Sorry my reply crossed mid-flight there.
re the ranked data: This was in response to Hadley above. I just mean the points have been sorted by value along the x axis, then plotted above a label showing all of the actual values. There’s no meaningful scale, as there was in the first graph, which makes it harder to spot outliers.
re your second point, I must’ve misunderstood, I thought your third graph above was supposed to be the OECD vs OECD comparison, the others used mixed measures?
and finally re life expectancy… yes, which scale is used is highly contentious. Here in the UK this does come up in the debate every so often in a different context, as people generally want life-extending treatment no matter what the quality of that life would be; while NICE may recommend treatments based on quality-of-life adjusted outcomes.
Needless to say, politicians and journalists use different scales to suit the needs of their stories :(
Since I had the data to hand I whipped up a spreadsheet from the OECD data only
…you can see this corresponds closely to Gelman’s graph.
OK, I tried the same thing using current OECD and WHO data, restricted to just the countries shown in these other examples, based on — in addition to your OECD numbers — this from WHO:
Healthy life expectancy (HALE) at birth (years) both sexes – http://www.who.int/whosis/indicators/compendium/2008/1hat
Interestingly, there’s little if any difference arising from the different OECD and WHO definitions of life expectancy.
Now I want to revisit the book and review the argument and supporting data.
If you include all the countries, of course, you reframe the question of the longevity implications of US healthcare. In a whole-world view, we’re near the top. In an advanced-industrial-democracies-only view, we’re middle of the road.
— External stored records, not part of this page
//! HTTP/1.1 wire semantics.
//!
//! This module provides the protocol primitives shared by request handling:
//! [`Method`], [`StatusCode`], [`HeaderMap`], [`Version`], [`Request`] and
//! [`Response`], plus the stateless header toolkits in [`accept`], [`date`],
//! [`range`], [`status`] and [`query`].

use std::fmt;

pub mod accept;
pub mod date;
pub mod headers;
pub mod query;
pub mod range;
pub mod request;
pub mod response;
pub mod status;
pub mod version;

pub use accept::{AcceptKind, AcceptList, AcceptValue};
pub use date::HttpDate;
pub use headers::HeaderMap;
pub use range::{ByteRange, ByteRanges, RangeError};
pub use request::Request;
pub use response::Response;
pub use status::{StatusError, ValidStatus};
pub use version::Version;

/// An HTTP response status code from the standard registry.
///
/// # Examples
///
/// ```
/// use wirecore::http::StatusCode;
///
/// let status = StatusCode::Ok;
/// assert_eq!(status.as_u16(), 200);
/// assert_eq!(status.canonical_reason(), "OK");
/// assert!(status.is_success());
/// assert_eq!(StatusCode::from_u16(416), Some(StatusCode::RangeNotSatisfiable));
/// assert_eq!(StatusCode::from_u16(299), None);
/// ```
#[derive(Debug, Clone, Copy, PartialEq, Eq, Hash)]
#[repr(u16)]
pub enum StatusCode {
    // 1xx Informational
    Continue = 100,
    SwitchingProtocols = 101,

    // 2xx Success
    Ok = 200,
    Created = 201,
    Accepted = 202,
    NonAuthoritativeInformation = 203,
    NoContent = 204,
    ResetContent = 205,
    PartialContent = 206,

    // 3xx Redirection
    MultipleChoices = 300,
    MovedPermanently = 301,
    Found = 302,
    SeeOther = 303,
    NotModified = 304,
    UseProxy = 305,
    TemporaryRedirect = 307,
    PermanentRedirect = 308,

    // 4xx Client Error
    BadRequest = 400,
    Unauthorized = 401,
    PaymentRequired = 402,
    Forbidden = 403,
    NotFound = 404,
    MethodNotAllowed = 405,
    NotAcceptable = 406,
    ProxyAuthenticationRequired = 407,
    RequestTimeout = 408,
    Conflict = 409,
    Gone = 410,
    LengthRequired = 411,
    PreconditionFailed = 412,
    PayloadTooLarge = 413,
    UriTooLong = 414,
    UnsupportedMediaType = 415,
    RangeNotSatisfiable = 416,
    ExpectationFailed = 417,
    UnprocessableEntity = 422,
    TooManyRequests = 429,
    RequestHeaderFieldsTooLarge = 431,

    // 5xx Server Error
    InternalServerError = 500,
    NotImplemented = 501,
    BadGateway = 502,
    ServiceUnavailable = 503,
    GatewayTimeout = 504,
    HttpVersionNotSupported = 505,
}

impl StatusCode {
    /// Looks up a registered status code.
    pub fn from_u16(code: u16) -> Option<Self> {
        Some(match code {
            100 => Self::Continue,
            101 => Self::SwitchingProtocols,
            200 => Self::Ok,
            201 => Self::Created,
            202 => Self::Accepted,
            203 => Self::NonAuthoritativeInformation,
            204 => Self::NoContent,
            205 => Self::ResetContent,
            206 => Self::PartialContent,
            300 => Self::MultipleChoices,
            301 => Self::MovedPermanently,
            302 => Self::Found,
            303 => Self::SeeOther,
            304 => Self::NotModified,
            305 => Self::UseProxy,
            307 => Self::TemporaryRedirect,
            308 => Self::PermanentRedirect,
            400 => Self::BadRequest,
            401 => Self::Unauthorized,
            402 => Self::PaymentRequired,
            403 => Self::Forbidden,
            404 => Self::NotFound,
            405 => Self::MethodNotAllowed,
            406 => Self::NotAcceptable,
            407 => Self::ProxyAuthenticationRequired,
            408 => Self::RequestTimeout,
            409 => Self::Conflict,
            410 => Self::Gone,
            411 => Self::LengthRequired,
            412 => Self::PreconditionFailed,
            413 => Self::PayloadTooLarge,
            414 => Self::UriTooLong,
            415 => Self::UnsupportedMediaType,
            416 => Self::RangeNotSatisfiable,
            417 => Self::ExpectationFailed,
            422 => Self::UnprocessableEntity,
            429 => Self::TooManyRequests,
            431 => Self::RequestHeaderFieldsTooLarge,
            500 => Self::InternalServerError,
            501 => Self::NotImplemented,
            502 => Self::BadGateway,
            503 => Self::ServiceUnavailable,
            504 => Self::GatewayTimeout,
            505 => Self::HttpVersionNotSupported,
            _ => return None,
        })
    }

    /// Returns the numeric status code as a `u16`.
    pub fn as_u16(self) -> u16 {
        self as u16
    }

    /// Returns the canonical reason phrase for this status code.
    pub fn canonical_reason(self) -> &'static str {
        match self {
            Self::Continue => "Continue",
            Self::SwitchingProtocols => "Switching Protocols",
            Self::Ok => "OK",
            Self::Created => "Created",
            Self::Accepted => "Accepted",
            Self::NonAuthoritativeInformation => "Non-Authoritative Information",
            Self::NoContent => "No Content",
            Self::ResetContent => "Reset Content",
            Self::PartialContent => "Partial Content",
            Self::MultipleChoices => "Multiple Choices",
            Self::MovedPermanently => "Moved Permanently",
            Self::Found => "Found",
            Self::SeeOther => "See Other",
            Self::NotModified => "Not Modified",
            Self::UseProxy => "Use Proxy",
            Self::TemporaryRedirect => "Temporary Redirect",
            Self::PermanentRedirect => "Permanent Redirect",
            Self::BadRequest => "Bad Request",
            Self::Unauthorized => "Unauthorized",
            Self::PaymentRequired => "Payment Required",
            Self::Forbidden => "Forbidden",
            Self::NotFound => "Not Found",
            Self::MethodNotAllowed => "Method Not Allowed",
            Self::NotAcceptable => "Not Acceptable",
            Self::ProxyAuthenticationRequired => "Proxy Authentication Required",
            Self::RequestTimeout => "Request Timeout",
            Self::Conflict => "Conflict",
            Self::Gone => "Gone",
            Self::LengthRequired => "Length Required",
            Self::PreconditionFailed => "Precondition Failed",
            Self::PayloadTooLarge => "Payload Too Large",
            Self::UriTooLong => "URI Too Long",
            Self::UnsupportedMediaType => "Unsupported Media Type",
            Self::RangeNotSatisfiable => "Range Not Satisfiable",
            Self::ExpectationFailed => "Expectation Failed",
            Self::UnprocessableEntity => "Unprocessable Entity",
            Self::TooManyRequests => "Too Many Requests",
            Self::RequestHeaderFieldsTooLarge => "Request Header Fields Too Large",
            Self::InternalServerError => "Internal Server Error",
            Self::NotImplemented => "Not Implemented",
            Self::BadGateway => "Bad Gateway",
            Self::ServiceUnavailable => "Service Unavailable",
            Self::GatewayTimeout => "Gateway Timeout",
            Self::HttpVersionNotSupported => "HTTP Version Not Supported",
        }
    }

    /// Returns the longer, human-readable message for this status code.
    pub fn description(self) -> &'static str {
        match self {
            Self::Continue => "Request received, please continue",
            Self::SwitchingProtocols => "Switching to new protocol; obey Upgrade header",
            Self::Ok => "Request fulfilled, document follows",
            Self::Created => "Document created, URL follows",
            Self::Accepted => "Request accepted, processing continues off-line",
            Self::NonAuthoritativeInformation => "Request fulfilled from cache",
            Self::NoContent => "Request fulfilled, nothing follows",
            Self::ResetContent => "Clear input form for further input.",
            Self::PartialContent => "Partial content follows.",
            Self::MultipleChoices => "Object has several resources -- see URI list",
            Self::MovedPermanently => "Object moved permanently -- see URI list",
            Self::Found => "Object moved temporarily -- see URI list",
            Self::SeeOther => "Object moved -- see Method and URL list",
            Self::NotModified => "Document has not changed since given time",
            Self::UseProxy => "You must use proxy specified in Location to access this resource.",
            Self::TemporaryRedirect => "Object moved temporarily -- see URI list",
            Self::PermanentRedirect => "Object moved permanently -- see URI list",
            Self::BadRequest => "Bad request syntax or unsupported method",
            Self::Unauthorized => "No permission -- see authorization schemes",
            Self::PaymentRequired => "No payment -- see charging schemes",
            Self::Forbidden => "Request forbidden -- authorization will not help",
            Self::NotFound => "Nothing matches the given URI",
            Self::MethodNotAllowed => "Specified method is invalid for this resource.",
            Self::NotAcceptable => "URI not available in preferred format.",
            Self::ProxyAuthenticationRequired => "You must authenticate with this proxy before proceeding.",
            Self::RequestTimeout => "Request timed out; try again later.",
            Self::Conflict => "Request conflict.",
            Self::Gone => "URI no longer exists and has been permanently removed.",
            Self::LengthRequired => "Client must specify Content-Length.",
            Self::PreconditionFailed => "Precondition in headers is false.",
            Self::PayloadTooLarge => "Entity is too large.",
            Self::UriTooLong => "URI is too long.",
            Self::UnsupportedMediaType => "Entity body in unsupported format.",
            Self::RangeNotSatisfiable => "Cannot satisfy request range.",
            Self::ExpectationFailed => "Expect condition could not be satisfied.",
            Self::UnprocessableEntity => "Entity is well-formed but semantically invalid.",
            Self::TooManyRequests => "The user has sent too many requests in a given amount of time.",
            Self::RequestHeaderFieldsTooLarge => "Header fields are too large to process.",
            Self::InternalServerError => "Server got itself in trouble",
            Self::NotImplemented => "Server does not support this operation",
            Self::BadGateway => "Invalid responses from another server/proxy.",
            Self::ServiceUnavailable => "The server cannot process the request due to a high load",
            Self::GatewayTimeout => "The gateway server did not receive a timely response",
            Self::HttpVersionNotSupported => "Cannot fulfill request.",
        }
    }

    /// Returns `true` for 2xx codes.
    pub fn is_success(self) -> bool {
        (200..300).contains(&self.as_u16())
    }

    /// Returns `true` for 4xx and 5xx codes.
    pub fn is_error(self) -> bool {
        self.as_u16() >= 400
    }
}

impl fmt::Display for StatusCode {
    fn fmt(&self, f: &mut fmt::Formatter<'_>) -> fmt::Result {
        write!(f, "{} {}", self.as_u16(), self.canonical_reason())
    }
}

impl From<StatusCode> for u16 {
    fn from(code: StatusCode) -> u16 {
        code.as_u16()
    }
}

impl TryFrom<u16> for StatusCode {
    type Error = u16;

    fn try_from(code: u16) -> Result<Self, Self::Error> {
        Self::from_u16(code).ok_or(code)
    }
}

/// The method token of a request line.
///
/// Registered methods are unit variants; any other RFC 9110 token is kept
/// verbatim in [`Method::Extension`]. Method names are case-sensitive.
///
/// ```
/// use wirecore::http::Method;
///
/// assert_eq!("GET".parse::<Method>().unwrap(), Method::Get);
/// assert_eq!("PURGE".parse::<Method>().unwrap().as_str(), "PURGE");
/// assert!("BAD METHOD".parse::<Method>().is_err());
/// ```
#[derive(Debug, Clone, PartialEq, Eq, Hash)]
pub enum Method {
    Get,
    Post,
    Put,
    Delete,
    Head,
    Options,
    Patch,
    Connect,
    Trace,
    Extension(String),
}

impl Method {
    /// Returns the method as a string slice.
    pub fn as_str(&self) -> &str {
        match self {
            Self::Get => "GET",
            Self::Post => "POST",
            Self::Put => "PUT",
            Self::Delete => "DELETE",
            Self::Head => "HEAD",
            Self::Options => "OPTIONS",
            Self::Patch => "PATCH",
            Self::Connect => "CONNECT",
            Self::Trace => "TRACE",
            Self::Extension(s) => s.as_str(),
        }
    }
}

/// `tchar` from RFC 9110 §5.6.2.
pub(crate) fn is_token_char(b: u8) -> bool {
    b.is_ascii_alphanumeric() || b"!#$%&'*+-.^_`|~".contains(&b)
}

/// A method string that is not a valid HTTP token.
#[derive(Debug, Clone, PartialEq, Eq, thiserror::Error)]
#[error("invalid method token: {0:?}")]
pub struct InvalidMethod(pub String);

impl fmt::Display for Method {
    fn fmt(&self, f: &mut fmt::Formatter<'_>) -> fmt::Result {
        f.write_str(self.as_str())
    }
}

impl std::str::FromStr for Method {
    type Err = InvalidMethod;

    fn from_str(s: &str) -> Result<Self, Self::Err> {
        Ok(match s {
            "GET" => Self::Get,
            "POST" => Self::Post,
            "PUT" => Self::Put,
            "DELETE" => Self::Delete,
            "HEAD" => Self::Head,
            "OPTIONS" => Self::Options,
            "PATCH" => Self::Patch,
            "CONNECT" => Self::Connect,
            "TRACE" => Self::Trace,
            other if !other.is_empty() && other.bytes().all(is_token_char) => {
                Self::Extension(other.to_owned())
            }
            other => return Err(InvalidMethod(other.to_owned())),
        })
    }
}

impl AsRef<str> for Method {
    fn as_ref(&self) -> &str {
        self.as_str()
    }
}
But I’m still left wondering about the relationship between longevity, health, and cost.
Could you give me some sample code adding attendess with DDAY.ical.
Thanks for your article.
If you are going to get picky about data, shouldn’t you first think about terminology?
There is nothing (or at least very little) health and care about “health care”. And the dollar numbers are not “costs” but “prices”. Once you substitute “medical expenses” for “health care” and “prices” for “costs”, immediately there is an improvement as to how to look at this.
For example, my Blue Cross Blue Shield coverage helps me with my family’s medical expenses. The expenses are based on prices of goods & services.
So, you should still be left wondering about the relationship between longevity, modern medicine, and expenses.